In recent months, the NBA star Steph Curry has made no secret of his hopes to host a PGA Tour event in the Bay Area at some point during the 2019-20 season. The PGA Tour has also made no secret that it would love to see Curry play that role. So both parties have that going for them. What they haven’t made clear, though, is where, exactly, such an event would take place, and when, precisely, it would fall in an already jam-packed Tour calendar. Now, some details may be coming to light. A source familiar with talks around the deal told GOLF.com that Curry, his representatives and the Tour have zeroed in on a venue: the newly renovated South Course at Chuck Corica Golf Complex in Alameda, an island city neighboring Oakland, just across the bay from San Francisco.
Though no information was available on a specific date for the event, a seemingly natural time would be early October, after the season-opening Safeway Open, in Napa, when a number of big-name players are already scheduled to be in the area. Curry’s agent, Jeff Austin, of Octagon, the sports and entertainment agency that would manage a Curry-hosted Tour event, did not respond immediately to questions seeking further information. A PGA Tour spokesman said that partnering with Curry on a tournament would be “an incredible opportunity,” but added, “we don’t have any news to report at this time, including potential host facilities or tournament dates.”
Another Bay Area course in the speculative running to hold the event was the upscale muni, TPC Harding Park, in San Francisco. But Harding is already slated to host the 2020 PGA Championship, making it contractually off-limits. Chuck Corica has no such conflicts, and the golf it offers is more than up to snuff. A 45-hole facility, with two 18-hole layouts and a nine-hole par-3 course, Chuck Corica once ranked among the busiest munis in the country, only to suffer through the same recent hardships faced by many public tracks from coast to coast, in the form of dwindling play and tattered course conditions. But its fortunes have taken a sharp turn for the better since the Rees Jones-designed redo of the South Course, which reopened in June as a vastly improved layout inspired by the firm, fast courses of the Australian Sandbelt. In early June, three days after his Golden State Warriors won their third NBA title in four years, Curry was among the first to take his hacks on the South Course, playing alongside his father, Del. Also in their group was George Kelley, a former Tour pro and CEO of Greenway Golf, the golf management company that spearheaded the renovation.

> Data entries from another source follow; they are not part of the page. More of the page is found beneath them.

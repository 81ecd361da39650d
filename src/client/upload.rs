//! Streaming multipart upload with progress reporting.

use futures_util::StreamExt;
use reqwest::multipart::{Form, Part};
use reqwest::{Body, Method};
use serde::Deserialize;
use std::path::Path;
use std::sync::{Arc, Mutex};
use tokio::fs::File;
use tokio_util::io::ReaderStream;
use tracing::{debug, info};

use super::{success_body, BackendClient, ClientError, JobId};

/// Receives upload percentages, 0 to 100.
pub type ProgressFn = Box<dyn FnMut(u8) + Send>;

/// Turns bytes handed to the transport into non-decreasing percentages.
///
/// Once [`settle`](Self::settle) has been called the callback is never
/// invoked again, whatever the transport still does with the body.
#[derive(Clone)]
pub struct UploadTracker {
    inner: Arc<Mutex<TrackerState>>,
}

struct TrackerState {
    total: u64,
    sent: u64,
    last: Option<u8>,
    settled: bool,
    on_progress: ProgressFn,
}

impl UploadTracker {
    pub fn new(total: u64, on_progress: ProgressFn) -> Self {
        Self {
            inner: Arc::new(Mutex::new(TrackerState {
                total,
                sent: 0,
                last: None,
                settled: false,
                on_progress,
            })),
        }
    }

    /// Report the starting point (0%, or 100% for an empty file).
    pub fn begin(&self) {
        self.advance(0);
    }

    /// Account for `bytes` more handed to the transport.
    pub fn advance(&self, bytes: u64) {
        let Ok(mut state) = self.inner.lock() else {
            return;
        };
        if state.settled {
            return;
        }

        state.sent = state.sent.saturating_add(bytes).min(state.total);
        let percent = percent_of(state.sent, state.total);
        if state.last.map_or(true, |last| percent > last) {
            state.last = Some(percent);
            (state.on_progress)(percent);
        }
    }

    /// Stop reporting. Called exactly when the transfer resolves or fails.
    pub fn settle(&self) {
        if let Ok(mut state) = self.inner.lock() {
            state.settled = true;
        }
    }

    pub fn last_percent(&self) -> Option<u8> {
        self.inner.lock().ok().and_then(|state| state.last)
    }
}

/// Rounded share of `sent` over `total`, capped at 100.
fn percent_of(sent: u64, total: u64) -> u8 {
    if total == 0 {
        return 100;
    }
    let percent = (sent as u128 * 100 + total as u128 / 2) / total as u128;
    percent.min(100) as u8
}

pub fn mime_type_for_extension(ext: &str) -> Option<&'static str> {
    match ext {
        "wav" => Some("audio/wav"),
        "mp3" => Some("audio/mpeg"),
        "m4a" => Some("audio/mp4"),
        "flac" => Some("audio/flac"),
        "ogg" => Some("audio/ogg"),
        "opus" => Some("audio/opus"),
        "webm" => Some("audio/webm"),
        "mp4" => Some("video/mp4"),
        _ => None,
    }
}

#[derive(Debug, Deserialize)]
struct UploadResponse {
    id: JobId,
}

impl BackendClient {
    /// `POST /upload` with the file streamed as multipart field `file`.
    ///
    /// `on_progress` sees non-decreasing percentages while bytes go out and
    /// is silent once this returns.
    pub async fn upload(&self, file_path: &Path, on_progress: ProgressFn) -> Result<JobId, ClientError> {
        let file = File::open(file_path).await?;
        let total = file.metadata().await?.len();

        let filename = file_path
            .file_name()
            .and_then(|n| n.to_str())
            .unwrap_or("audio")
            .to_string();
        let ext = file_path
            .extension()
            .and_then(|e| e.to_str())
            .map(|e| e.to_lowercase())
            .unwrap_or_default();
        let mime_type = mime_type_for_extension(&ext).unwrap_or("application/octet-stream");

        info!("Uploading {:?} ({} bytes, {})", file_path, total, mime_type);

        let tracker = UploadTracker::new(total, on_progress);
        tracker.begin();

        let counter = tracker.clone();
        let body_stream = ReaderStream::new(file).map(move |chunk| {
            if let Ok(bytes) = &chunk {
                counter.advance(bytes.len() as u64);
            }
            chunk
        });

        let part = Part::stream_with_length(Body::wrap_stream(body_stream), total)
            .file_name(filename)
            .mime_str(mime_type)?;
        let form = Form::new().part("file", part);

        let result = self.send_upload(form).await;
        tracker.settle();

        match &result {
            Ok(id) => info!("Upload complete, job id {}", id),
            Err(e) => debug!("Upload of {:?} failed: {}", file_path, e),
        }
        result
    }

    async fn send_upload(&self, form: Form) -> Result<JobId, ClientError> {
        let response = self
            .request(Method::POST, self.endpoint(&["upload"]))
            .multipart(form)
            .send()
            .await?;
        let body = success_body(response).await?;
        let parsed: UploadResponse = serde_json::from_str(&body)?;
        Ok(parsed.id)
    }
}

#[cfg(test)]
mod tests {
    use super::*;

    fn recording_tracker(total: u64) -> (UploadTracker, Arc<Mutex<Vec<u8>>>) {
        let seen = Arc::new(Mutex::new(Vec::new()));
        let sink = Arc::clone(&seen);
        let tracker = UploadTracker::new(
            total,
            Box::new(move |percent| sink.lock().unwrap().push(percent)),
        );
        (tracker, seen)
    }

    #[test]
    fn test_percent_of_rounds() {
        assert_eq!(percent_of(0, 10), 0);
        assert_eq!(percent_of(1, 3), 33);
        assert_eq!(percent_of(2, 3), 67);
        assert_eq!(percent_of(10, 10), 100);
        assert_eq!(percent_of(0, 0), 100);
    }

    #[test]
    fn test_progress_is_non_decreasing_and_reaches_100() {
        let total = 10 * 1024 * 1024;
        let (tracker, seen) = recording_tracker(total);
        tracker.begin();
        for _ in 0..160 {
            tracker.advance(64 * 1024);
        }

        let seen = seen.lock().unwrap();
        assert_eq!(seen.first(), Some(&0));
        assert_eq!(seen.last(), Some(&100));
        assert!(seen.windows(2).all(|w| w[0] < w[1]));
    }

    #[test]
    fn test_overshoot_is_capped() {
        let (tracker, seen) = recording_tracker(100);
        tracker.advance(250);
        tracker.advance(10);
        assert_eq!(*seen.lock().unwrap(), vec![100]);
        assert_eq!(tracker.last_percent(), Some(100));
    }

    #[test]
    fn test_no_progress_after_settle() {
        let (tracker, seen) = recording_tracker(100);
        tracker.begin();
        tracker.advance(40);
        tracker.settle();
        tracker.advance(60);
        assert_eq!(*seen.lock().unwrap(), vec![0, 40]);
    }

    #[test]
    fn test_empty_file_reports_complete() {
        let (tracker, seen) = recording_tracker(0);
        tracker.begin();
        assert_eq!(*seen.lock().unwrap(), vec![100]);
    }

    #[test]
    fn test_mime_types() {
        assert_eq!(mime_type_for_extension("wav"), Some("audio/wav"));
        assert_eq!(mime_type_for_extension("mp3"), Some("audio/mpeg"));
        assert_eq!(mime_type_for_extension("xyz"), None);
    }
}
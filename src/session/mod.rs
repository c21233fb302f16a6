use std::cell::{Cell, RefCell};
use std::rc::Rc;
use std::time::Duration;

use actix_rt::task::JoinHandle;
use log::{debug, info};
use thiserror::Error;

use crate::api::{ApiError, GameApi, VersionedSnapshot};
use crate::models::game_state::{Color, GameSnapshot, MoveCandidate, Square};
use crate::models::messages::{ControlAck, ControlAction, CreateGameRequest};
use crate::sync::staging::StagedOrigin;
use crate::sync::{agent, poller, staging, submit, InFlightGuard, SubmitOutcome};

/// Default period of the diff-polling synchronization loop.
pub const DEFAULT_SYNC_INTERVAL: Duration = Duration::from_millis(1000);

/// Default period of the autoplay agent loop.
pub const DEFAULT_AGENT_INTERVAL: Duration = Duration::from_millis(600);

/// Timer periods for the two recurring loops.
#[derive(Debug, Clone, Copy)]
pub struct SessionConfig {
    pub sync_interval: Duration,
    pub agent_interval: Duration,
}

impl Default for SessionConfig {
    fn default() -> SessionConfig {
        SessionConfig {
            sync_interval: DEFAULT_SYNC_INTERVAL,
            agent_interval: DEFAULT_AGENT_INTERVAL,
        }
    }
}

/// The single authoritative local copy of a remote game.
///
/// `version` is always the version `snapshot` was computed under; the pair is
/// written in one mutation with no suspension point in between.
#[derive(Debug, Clone)]
pub struct SessionState {
    pub game_id: String,
    pub version: u64,
    pub seat: Option<Color>,
    pub snapshot: GameSnapshot,
    pub last_move: Option<MoveCandidate>,
}

/// State shared between the session handle and its spawned loops.
pub(crate) struct Shared {
    pub(crate) state: RefCell<SessionState>,
    /// At-most-one-in-flight gate for sync/submit operations.
    pub(crate) busy: Cell<bool>,
    /// Bumped on teardown; post-await mutations re-check it before applying.
    pub(crate) generation: Cell<u64>,
    pub(crate) agent_enabled: Cell<bool>,
}

/// Errors surfaced by session-level operations.
#[derive(Debug, Error)]
pub enum SessionError {
    /// Another sync or submit operation is already in flight.
    #[error("another sync or submit operation is in flight")]
    Busy,
    #[error(transparent)]
    Api(#[from] ApiError),
}

/// Owned context for one loaded game: session state plus the loops that
/// mutate it. Dropping the session cancels both loops; switching games means
/// dropping this and constructing a new one.
pub struct GameSession {
    api: Rc<GameApi>,
    shared: Rc<Shared>,
    config: SessionConfig,
    staged: StagedOrigin,
    sync_task: RefCell<Option<JoinHandle<()>>>,
    agent_task: RefCell<Option<JoinHandle<()>>>,
}

impl GameSession {
    /// Create a fresh game on the server and build a session around it.
    pub async fn create(api: GameApi, request: &CreateGameRequest) -> Result<GameSession, ApiError> {
        GameSession::create_with(api, request, SessionConfig::default()).await
    }

    pub async fn create_with(
        api: GameApi,
        request: &CreateGameRequest,
        config: SessionConfig,
    ) -> Result<GameSession, ApiError> {
        let snapshot = api.create_game(request).await?;
        info!(
            "created game {} at version {}",
            snapshot.game_id, snapshot.version
        );
        Ok(GameSession::from_snapshot(api, snapshot, config))
    }

    /// Load an existing game by id and build a session around it.
    pub async fn load(api: GameApi, game_id: &str) -> Result<GameSession, ApiError> {
        GameSession::load_with(api, game_id, SessionConfig::default()).await
    }

    pub async fn load_with(
        api: GameApi,
        game_id: &str,
        config: SessionConfig,
    ) -> Result<GameSession, ApiError> {
        let snapshot = api.load_snapshot(game_id).await?;
        info!(
            "loaded game {} at version {}",
            snapshot.game_id, snapshot.version
        );
        Ok(GameSession::from_snapshot(api, snapshot, config))
    }

    fn from_snapshot(
        api: GameApi,
        snapshot: VersionedSnapshot,
        config: SessionConfig,
    ) -> GameSession {
        GameSession {
            api: Rc::new(api),
            shared: Rc::new(Shared {
                state: RefCell::new(SessionState {
                    game_id: snapshot.game_id,
                    version: snapshot.version,
                    seat: None,
                    snapshot: snapshot.state,
                    last_move: None,
                }),
                busy: Cell::new(false),
                generation: Cell::new(0),
                agent_enabled: Cell::new(false),
            }),
            config,
            staged: StagedOrigin::new(),
            sync_task: RefCell::new(None),
            agent_task: RefCell::new(None),
        }
    }

    // ---- readers (never block, never suspend) ----

    pub fn game_id(&self) -> String {
        self.shared.state.borrow().game_id.clone()
    }

    pub fn version(&self) -> u64 {
        self.shared.state.borrow().version
    }

    pub fn seat(&self) -> Option<Color> {
        self.shared.state.borrow().seat
    }

    pub fn snapshot(&self) -> GameSnapshot {
        self.shared.state.borrow().snapshot.clone()
    }

    pub fn last_move(&self) -> Option<MoveCandidate> {
        self.shared.state.borrow().last_move
    }

    /// Read the whole session state without cloning the snapshot.
    pub fn with_state<R>(&self, read: impl FnOnce(&SessionState) -> R) -> R {
        read(&self.shared.state.borrow())
    }

    pub fn autoplay_enabled(&self) -> bool {
        self.shared.agent_enabled.get()
    }

    // ---- loops ----

    /// Start the periodic diff-polling loop. Idempotent.
    pub fn start_sync(&self) {
        let mut slot = self.sync_task.borrow_mut();
        if slot.is_some() {
            return;
        }
        *slot = Some(poller::spawn(
            Rc::clone(&self.api),
            Rc::clone(&self.shared),
            self.config.sync_interval,
        ));
    }

    /// Toggle the autoplay agent. Disabling aborts its task deterministically;
    /// no further ticks fire.
    pub fn set_autoplay(&self, enabled: bool) {
        if enabled == self.shared.agent_enabled.get() {
            return;
        }
        if enabled {
            self.shared.agent_enabled.set(true);
            info!("autoplay started (random legal moves)");
            *self.agent_task.borrow_mut() = Some(agent::spawn(
                Rc::clone(&self.api),
                Rc::clone(&self.shared),
                self.config.agent_interval,
            ));
        } else {
            self.shared.agent_enabled.set(false);
            if let Some(task) = self.agent_task.borrow_mut().take() {
                task.abort();
            }
            info!("autoplay stopped");
        }
    }

    // ---- operations ----

    /// Claim a seat, then refresh the local view.
    pub async fn join(&self, seat: Color) -> Result<Option<Color>, SessionError> {
        let _guard = InFlightGuard::try_acquire(&self.shared.busy).ok_or(SessionError::Busy)?;
        let generation = self.shared.generation.get();
        let game_id = self.game_id();
        let assigned = self.api.join(&game_id, Some(seat)).await?;
        if self.shared.generation.get() != generation {
            return Ok(assigned);
        }
        let effective = assigned.or(Some(seat));
        self.shared.state.borrow_mut().seat = effective;
        info!(
            "joined game {game_id} as {}",
            effective.map(|s| s.seat_name()).unwrap_or("spectator")
        );
        if let Err(err) = crate::sync::resync_locked(&self.api, &self.shared, generation).await {
            debug!("post-join refresh failed: {err}; sync loop will catch up");
        }
        Ok(assigned)
    }

    /// One explicit Resyncing step: replace version and snapshot from a fresh
    /// server read.
    pub async fn resync(&self) -> Result<(), SessionError> {
        let _guard = InFlightGuard::try_acquire(&self.shared.busy).ok_or(SessionError::Busy)?;
        let generation = self.shared.generation.get();
        crate::sync::resync_locked(&self.api, &self.shared, generation).await?;
        Ok(())
    }

    /// Submit a move under the currently-held fencing version.
    pub async fn submit(&self, candidate: MoveCandidate) -> Result<SubmitOutcome, SessionError> {
        let _guard = InFlightGuard::try_acquire(&self.shared.busy).ok_or(SessionError::Busy)?;
        let generation = self.shared.generation.get();
        let outcome = submit::submit_locked(&self.api, &self.shared, generation, candidate).await?;
        Ok(outcome)
    }

    /// Pick phase of a move gesture: fetch legal destinations for the piece at
    /// `at`, adopt the returned fence, and stage the origin.
    pub async fn pick(&self, at: Square) -> Result<Vec<Square>, SessionError> {
        let destinations = staging::pick(&self.api, &self.shared, &self.staged, at).await?;
        Ok(destinations)
    }

    /// Drop phase of a move gesture. Returns `None` when no pick preceded the
    /// drop; the staged origin is consumed either way.
    pub async fn drop_at(&self, to: Square) -> Result<Option<SubmitOutcome>, SessionError> {
        let Some(from) = self.staged.take() else {
            debug!("drop at {to} ignored; no piece was picked");
            return Ok(None);
        };
        let outcome = self.submit(MoveCandidate { from, to }).await?;
        Ok(Some(outcome))
    }

    /// Apply an out-of-band control action (resign, draw offers), then refresh.
    pub async fn control(&self, action: ControlAction) -> Result<ControlAck, SessionError> {
        let _guard = InFlightGuard::try_acquire(&self.shared.busy).ok_or(SessionError::Busy)?;
        let generation = self.shared.generation.get();
        let game_id = self.game_id();
        let ack = self.api.submit_control(&game_id, action).await?;
        if let Err(err) = crate::sync::resync_locked(&self.api, &self.shared, generation).await {
            debug!("post-control refresh failed: {err}; sync loop will catch up");
        }
        Ok(ack)
    }

    /// Cancel both loops and invalidate any in-flight operation's right to
    /// mutate session state.
    pub fn shutdown(&self) {
        self.teardown();
        info!("session for game {} torn down", self.game_id());
    }

    fn teardown(&self) {
        self.shared.generation.set(self.shared.generation.get() + 1);
        self.shared.agent_enabled.set(false);
        if let Some(task) = self.sync_task.borrow_mut().take() {
            task.abort();
        }
        if let Some(task) = self.agent_task.borrow_mut().take() {
            task.abort();
        }
    }
}

impl Drop for GameSession {
    fn drop(&mut self) {
        self.teardown();
    }
}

Kelley said he couldn't comment on the possibility of a Curry-hosted Tour event coming to Corica Park. But he did say that Curry seemed to like the course. And why not? He shot a 71. That happens to be the same score he carded two months later in the opening round of the Web.com tour’s Ellie Mae Classic, where he played on a sponsor’s exemption for the second year in a row. Though he failed to make the cut in either of those appearances, Curry performed more than well enough to justify his participation, and his place in the field generated unprecedented buzz for a Web.com tour event. Whether he would also peg it as the host of a PGA Tour event is uncertain. But there’s little doubt what his presence would do for fan interest. A tournament at Chuck Corica would amount to a home game for Curry. If, as expected, it takes place next October, look for Warriors jerseys to outnumber collared shirts in the gallery.